On appeal Mr. Makura, learned Senior State Counsel, conceded this appeal on two main grounds: First, it is argued that the trial magistrate improperly received the evidence of the Complainant (P.W.2) without conducting a preliminary inquiry as required by law. I have examined the record and it is clear that the trial magistrate went straight to receive the evidence of the Complainant, a child aged six (6) years without conducting thevoire dire inquiry which is a mandatory requirement under the Evidence Act. That is a serious lapse which will render the entire proceedings void. On this ground, I am convinced the appeal was rightly conceded. The second ground which the learned Senior State Counsel relied in conceding the appeal is that the trial magistrate took over the case from a colleague without complying with Section 200 of the Criminal Procedure Code. I have examined the record and it is clear that L. Mbugua, learned Senior Resident Magistrate, took over the case from P.C. Tororey, the then learned acting Principal Magistrate, without complying with Section 200 of the Criminal procedure Code. By the time L. Mbugua took over the case, three witnesses had testified before P.C. Tororey. It is a requirement under Section 200 Criminal Procedure Code that the Magistrate taking over the case should explain to the accused his right to recall witnesses who had testified before her/his predecessor. This was not done. Again I agree that Mr. Makura rightly conceded the appeal. Mr. Karingithi, learned advocate for the appellant, was of the view that the charge was fatally defective in that it did not contain the word ‘unlawful’. I do not think, that is the correct exposition of the law. The offence the Appellant faced was that of defilement. In such a case there is no need to include the word ‘unlawful’ because defilement denotes an offence of rape committed against a child. A child cannot giveconsent hence there is no need to include the word ‘unlawful’. The Appellant’s consent further argued that the trial magistrate did not take into account the Appellant’s defence of alibi. I have looked at the record and it is apparent that the Appellant admitted he spent the night in the same house with the Complainant though in different rooms. The Appellant’s defence of alibi could not have assisted him because he admitted being at the scene of crime. I see no merit on this ground.

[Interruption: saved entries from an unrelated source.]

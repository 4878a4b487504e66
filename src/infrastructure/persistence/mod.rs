//! Subscriber record persistence.
//!
//! # Repositories
//!
//! - [`CsvSubscriberRepository`] - Append-only CSV file owned by a single writer task

pub mod csv_subscriber_repository;

pub use csv_subscriber_repository::{CSV_HEADER, CsvSubscriberRepository};
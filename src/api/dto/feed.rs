//! DTOs for the feed endpoint.

use chrono::SecondsFormat;
use serde::Serialize;

use crate::domain::entities::{Feed, FeedItem};

/// `GET /api/feed` response.
#[derive(Debug, Serialize)]
pub struct FeedResponse {
    pub title: String,
    pub description: String,
    pub image: Option<String>,
    pub items: Vec<FeedItemDto>,
}

/// One episode as rendered by the client.
///
/// Absent optional fields serialize as `null`.
#[derive(Debug, Serialize)]
#[serde(rename_all = "camelCase")]
pub struct FeedItemDto {
    pub title: String,
    pub link: Option<String>,
    /// RFC 3339, UTC, millisecond precision.
    pub published_at: Option<String>,
    pub summary: String,
    pub audio_url: Option<String>,
    pub duration: Option<String>,
    pub episode_number: Option<String>,
    pub season_number: Option<String>,
    pub image_url: Option<String>,
}

impl From<FeedItem> for FeedItemDto {
    fn from(item: FeedItem) -> Self {
        Self {
            title: item.title,
            link: item.link,
            published_at: item
                .published_at
                .map(|at| at.to_rfc3339_opts(SecondsFormat::Millis, true)),
            summary: item.summary,
            audio_url: item.audio_url,
            duration: item.duration,
            episode_number: item.episode_number,
            season_number: item.season_number,
            image_url: item.image_url,
        }
    }
}

impl From<Feed> for FeedResponse {
    fn from(feed: Feed) -> Self {
        Self {
            title: feed.title,
            description: feed.description,
            image: feed.image,
            items: feed.items.into_iter().map(FeedItemDto::from).collect(),
        }
    }
}
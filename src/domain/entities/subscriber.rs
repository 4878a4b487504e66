//! Subscriber record entity.

use chrono::{DateTime, Utc};

use crate::utils::email::normalize_email;

/// A stored email signup.
///
/// `email` always holds the normalized form (trimmed, lowercased), which is
/// also the uniqueness key. Records are immutable once written.
#[derive(Debug, Clone, PartialEq, Eq)]
pub struct SubscriberRecord {
    pub email: String,
    pub subscribed_at: DateTime<Utc>,
}

impl SubscriberRecord {
    /// Creates a record, normalizing the address.
    pub fn new(email: &str, subscribed_at: DateTime<Utc>) -> Self {
        Self {
            email: normalize_email(email),
            subscribed_at,
        }
    }
}

#[cfg(test)]
mod tests {
    use super::*;
    use chrono::TimeZone;

    #[test]
    fn test_new_normalizes_email() {
        let at = Utc.with_ymd_and_hms(2024, 5, 1, 12, 0, 0).unwrap();
        let record = SubscriberRecord::new("  Listener@Example.COM ", at);

        assert_eq!(record.email, "listener@example.com");
        assert_eq!(record.subscribed_at, at);
    }
}
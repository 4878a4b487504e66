//! Domain error types.
//!
//! Each component reports failures through its own enum; the API layer maps
//! them onto HTTP responses in [`crate::error`].

use std::time::Duration;

/// Failure to retrieve or parse the upstream feed.
#[derive(Debug, thiserror::Error)]
pub enum FeedError {
    #[error("feed request timed out after {0:?}")]
    Timeout(Duration),

    #[error("feed request failed: {0}")]
    Request(String),

    #[error("feed server responded with status {0}")]
    Status(u16),

    #[error("feed document could not be parsed: {0}")]
    Parse(String),
}

/// Failure inside the subscriber record store.
#[derive(Debug, thiserror::Error)]
pub enum StoreError {
    #[error("no subscriber records exist yet")]
    NoRecords,

    #[error("record file I/O failed: {0}")]
    Io(#[from] std::io::Error),

    #[error("record store writer is not running")]
    Unavailable,
}

/// Failure of a subscribe request.
#[derive(Debug, thiserror::Error)]
pub enum SubscribeError {
    #[error("invalid email address")]
    InvalidEmail,

    #[error(transparent)]
    Store(#[from] StoreError),
}

/// Rejection by the admin gate.
#[derive(Debug, thiserror::Error, PartialEq, Eq)]
pub enum AuthError {
    #[error("too many attempts; retry in {retry_after:?}")]
    RateLimited { retry_after: Duration },

    #[error("invalid credentials")]
    InvalidCredentials,
}
//! REST API layer for HTTP request/response handling.
//!
//! This layer translates HTTP requests into service calls and formats
//! responses according to API contracts.
//!
//! # Modules
//!
//! - [`dto`] - Data Transfer Objects for request/response serialization
//! - [`extract`] - Extractors with JSON error rejections
//! - [`handlers`] - HTTP request handlers
//! - [`middleware`] - Path guard, client identity, rate limiting and tracing
//! - [`routes`] - Route configuration and composition

pub mod dto;
pub mod extract;
pub mod handlers;
pub mod middleware;
pub mod routes;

In the final analysis I allow the appeal on the basis of the grounds argued by Mr. Makura, learned Senior State Counsel. Consequently, the conviction and sentence are quashed and set aside respectively. The Appellant is hereby ordered set free forthwith unless lawfully held.
Dated and delivered at Nyeri this 4th day of March 2011.
J. K. SERGON
JUDGE
In open court in the presence of Mr. Mugo holding brief for Maina Karingithi for the Appellant and Mr. Makura for the State.